'''

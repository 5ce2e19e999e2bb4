//! In-process record store
//!
//! [`MemoryStore`] implements the [`RecordStore`] contract over shared
//! in-memory state. It backs the daemon's loopback mode and the test
//! suite, and it models the two behaviors the synchronization layer leans
//! on:
//!
//! - the conditional mark-read write: the null-check and the timestamp
//!   write happen under one write lock, so of two concurrent readers
//!   exactly one performs the write;
//! - commit-order fan-out: change events are published to matching
//!   subscribers before the write lock is released, so subscribers of one
//!   conversation observe events in commit order.
//!
//! `set_offline(true)` makes reads and writes fail with a transport error,
//! which is how tests exercise the surfaced-once, no-retry failure path.

use crate::feed::{
    ChangeEvent, EntityKind, FeedScope, RecordStore, SubscriberEntry, Subscription,
};
use crate::types::{
    Conversation, ConversationId, ConversationSummary, CounterpartProfile, Message, MessageId,
    UserId,
};
use crate::{Result, SyncError};
use async_trait::async_trait;
use chrono::{DateTime, Utc};
use serde_json::Value;
use std::collections::HashMap;
use std::sync::atomic::{AtomicBool, AtomicU64, Ordering};
use std::sync::{Arc, Mutex};
use tokio::sync::{mpsc, RwLock};
use tracing::{debug, info, warn};

/// A stored user profile
#[derive(Debug, Clone)]
pub struct Profile {
    /// Profile owner
    pub user_id: UserId,
    /// Public display name
    pub display_name: String,
    /// Optional avatar URL
    pub avatar_url: Option<String>,
}

#[derive(Default)]
struct StoreInner {
    conversations: HashMap<ConversationId, Conversation>,
    messages: HashMap<MessageId, Message>,
    profiles: HashMap<UserId, Profile>,
}

/// In-memory implementation of [`RecordStore`]
pub struct MemoryStore {
    inner: RwLock<StoreInner>,
    subscribers: Arc<Mutex<Vec<SubscriberEntry>>>,
    next_subscription: AtomicU64,
    offline: AtomicBool,
}

impl MemoryStore {
    /// Create an empty store
    pub fn new() -> Self {
        Self {
            inner: RwLock::new(StoreInner::default()),
            subscribers: Arc::new(Mutex::new(Vec::new())),
            next_subscription: AtomicU64::new(0),
            offline: AtomicBool::new(false),
        }
    }

    /// Simulate loss or restoration of connectivity
    ///
    /// While offline, every read and write fails with a transport error
    /// and no change events are delivered.
    pub fn set_offline(&self, offline: bool) {
        self.offline.store(offline, Ordering::SeqCst);
        info!("Store connectivity changed: offline={}", offline);
    }

    fn check_online(&self) -> Result<()> {
        if self.offline.load(Ordering::SeqCst) {
            Err(SyncError::transport("store unreachable"))
        } else {
            Ok(())
        }
    }

    /// Register a conversation record
    pub async fn add_conversation(&self, conversation: Conversation) {
        let mut inner = self.inner.write().await;
        let event = ChangeEvent::insert(
            EntityKind::Conversations,
            serde_json::to_value(&conversation).unwrap_or(Value::Null),
        );
        inner.conversations.insert(conversation.id, conversation);
        self.publish(event, None);
    }

    /// Register a user profile
    pub async fn add_profile(&self, profile: Profile) {
        let mut inner = self.inner.write().await;
        inner.profiles.insert(profile.user_id, profile);
    }

    /// Emit a change event for a non-message entity
    ///
    /// Listings, profiles, reviews, and flags are owned by the backend;
    /// this hook stands in for their server-side writes when exercising
    /// the change router.
    pub async fn emit(&self, event: ChangeEvent) {
        // Take the write lock so emitted events serialize with commits.
        let _inner = self.inner.write().await;
        self.publish(event, None);
    }

    /// Fan out an event to every matching subscriber
    ///
    /// Called with the write lock held so delivery order matches commit
    /// order. Message events carry the conversation they were committed
    /// against so user- and conversation-scoped feeds filter server-side.
    fn publish(&self, event: ChangeEvent, conversation: Option<&Conversation>) {
        if self.offline.load(Ordering::SeqCst) {
            debug!("Dropping {} event while offline", event.table);
            return;
        }
        let subscribers = match self.subscribers.lock() {
            Ok(guard) => guard,
            Err(poisoned) => poisoned.into_inner(),
        };
        for entry in subscribers.iter() {
            if entry.scope.accepts(&event, conversation) {
                // A closed receiver is cleaned up by its guard; ignore.
                let _ = entry.sender.send(event.clone());
            }
        }
    }
}

impl Default for MemoryStore {
    fn default() -> Self {
        Self::new()
    }
}

#[async_trait]
impl RecordStore for MemoryStore {
    async fn fetch_messages(
        &self,
        conversation: ConversationId,
        before: Option<(DateTime<Utc>, MessageId)>,
        limit: usize,
    ) -> Result<Vec<Message>> {
        self.check_online()?;
        let inner = self.inner.read().await;

        let mut messages: Vec<Message> = inner
            .messages
            .values()
            .filter(|m| m.conversation_id == conversation)
            .filter(|m| before.map_or(true, |cursor| (m.created_at, m.id) < cursor))
            .cloned()
            .collect();
        messages.sort_by(|a, b| (a.created_at, a.id).cmp(&(b.created_at, b.id)));

        // Newest window, still ascending.
        if messages.len() > limit {
            messages.drain(..messages.len() - limit);
        }
        Ok(messages)
    }

    async fn insert_message(&self, message: Message) -> Result<()> {
        self.check_online()?;
        let mut inner = self.inner.write().await;

        let conversation_id = message.conversation_id;
        let conversation = inner
            .conversations
            .get_mut(&conversation_id)
            .ok_or_else(|| SyncError::not_found(format!("conversation {}", conversation_id)))?;
        if !conversation.has_participant(message.sender_id) {
            return Err(SyncError::Auth(format!(
                "user {} is not a participant of {}",
                message.sender_id, conversation_id
            )));
        }

        let old_conversation = serde_json::to_value(&*conversation)?;
        conversation.note_last_message(&message);
        let new_conversation = serde_json::to_value(&*conversation)?;
        let committed_in = conversation.clone();

        let record = serde_json::to_value(&message)?;
        inner.messages.insert(message.id, message);
        debug!("Committed message in conversation {}", conversation_id);

        self.publish(
            ChangeEvent::insert(EntityKind::Messages, record),
            Some(&committed_in),
        );
        self.publish(
            ChangeEvent::update(EntityKind::Conversations, new_conversation, old_conversation),
            None,
        );
        Ok(())
    }

    async fn mark_read(&self, message: MessageId, at: DateTime<Utc>) -> Result<bool> {
        self.check_online()?;
        let mut inner = self.inner.write().await;

        let record = inner
            .messages
            .get_mut(&message)
            .ok_or_else(|| SyncError::not_found(format!("message {}", message)))?;

        let old = serde_json::to_value(&*record)?;
        if !record.mark_read(at) {
            // Already read; the second writer's attempt is a safe no-op.
            return Ok(false);
        }
        let new = serde_json::to_value(&*record)?;
        let conversation_id = record.conversation_id;
        debug!("Marked message {} read", message);

        let committed_in = inner.conversations.get(&conversation_id).cloned();
        self.publish(
            ChangeEvent::update(EntityKind::Messages, new, old),
            committed_in.as_ref(),
        );
        Ok(true)
    }

    async fn count_unread(&self, user: UserId) -> Result<u64> {
        self.check_online()?;
        let inner = self.inner.read().await;

        let count = inner
            .messages
            .values()
            .filter(|m| {
                inner
                    .conversations
                    .get(&m.conversation_id)
                    .is_some_and(|c| c.has_participant(user))
            })
            .filter(|m| m.is_unread_for(user))
            .count();
        Ok(count as u64)
    }

    async fn fetch_conversations(&self, user: UserId) -> Result<Vec<ConversationSummary>> {
        self.check_online()?;
        let inner = self.inner.read().await;

        let mut summaries: Vec<ConversationSummary> = inner
            .conversations
            .values()
            .filter(|c| c.has_participant(user))
            .map(|c| {
                let counterpart_id = c.other_participant(user).unwrap_or(user);
                let counterpart = match inner.profiles.get(&counterpart_id) {
                    Some(profile) => CounterpartProfile {
                        user_id: profile.user_id,
                        display_name: Some(profile.display_name.clone()),
                        avatar_url: profile.avatar_url.clone(),
                    },
                    None => {
                        warn!(
                            "Profile {} missing for conversation {}, using placeholder",
                            counterpart_id, c.id
                        );
                        CounterpartProfile::placeholder(counterpart_id)
                    }
                };
                ConversationSummary {
                    conversation: c.clone(),
                    counterpart,
                }
            })
            .collect();

        // Most recent activity first.
        summaries.sort_by(|a, b| {
            let a_at = a.conversation.last_message_at.unwrap_or(a.conversation.created_at);
            let b_at = b.conversation.last_message_at.unwrap_or(b.conversation.created_at);
            b_at.cmp(&a_at)
        });
        Ok(summaries)
    }

    async fn subscribe(&self, scope: FeedScope) -> Result<Subscription> {
        self.check_online()?;
        let id = self.next_subscription.fetch_add(1, Ordering::SeqCst);
        let (tx, rx) = mpsc::unbounded_channel();

        let mut subscribers = self
            .subscribers
            .lock()
            .map_err(|_| SyncError::invalid_state("subscriber registry poisoned"))?;
        subscribers.push(SubscriberEntry {
            id,
            scope,
            sender: tx,
        });
        debug!("Opened change subscription {} for {:?}", id, scope);

        Ok(Subscription::new(rx, Arc::clone(&self.subscribers), id))
    }
}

'''

Each line from the start of the listing through the line with "stored user profile" is to be restated verbatim, both ends included.

repository 5ce2e19e999e2bb4
//! In-process record store
//!
//! [`MemoryStore`] implements the [`RecordStore`] contract over shared
//! in-memory state. It backs the daemon's loopback mode and the test
//! suite, and it models the two behaviors the synchronization layer leans
//! on:
//!
//! - the conditional mark-read write: the null-check and the timestamp
//!   write happen under one write lock, so of two concurrent readers
//!   exactly one performs the write;
//! - commit-order fan-out: change events are published to matching
//!   subscribers before the write lock is released, so subscribers of one
//!   conversation observe events in commit order.
//!
//! `set_offline(true)` makes reads and writes fail with a transport error,
//! which is how tests exercise the surfaced-once, no-retry failure path.

use crate::feed::{
    ChangeEvent, EntityKind, FeedScope, RecordStore, SubscriberEntry, Subscription,
};
use crate::types::{
    Conversation, ConversationId, ConversationSummary, CounterpartProfile, Message, MessageId,
    UserId,
};
use crate::{Result, SyncError};
use async_trait::async_trait;
use chrono::{DateTime, Utc};
use serde_json::Value;
use std::collections::HashMap;
use std::sync::atomic::{AtomicBool, AtomicU64, Ordering};
use std::sync::{Arc, Mutex};
use tokio::sync::{mpsc, RwLock};
use tracing::{debug, info, warn};

/// A stored user profile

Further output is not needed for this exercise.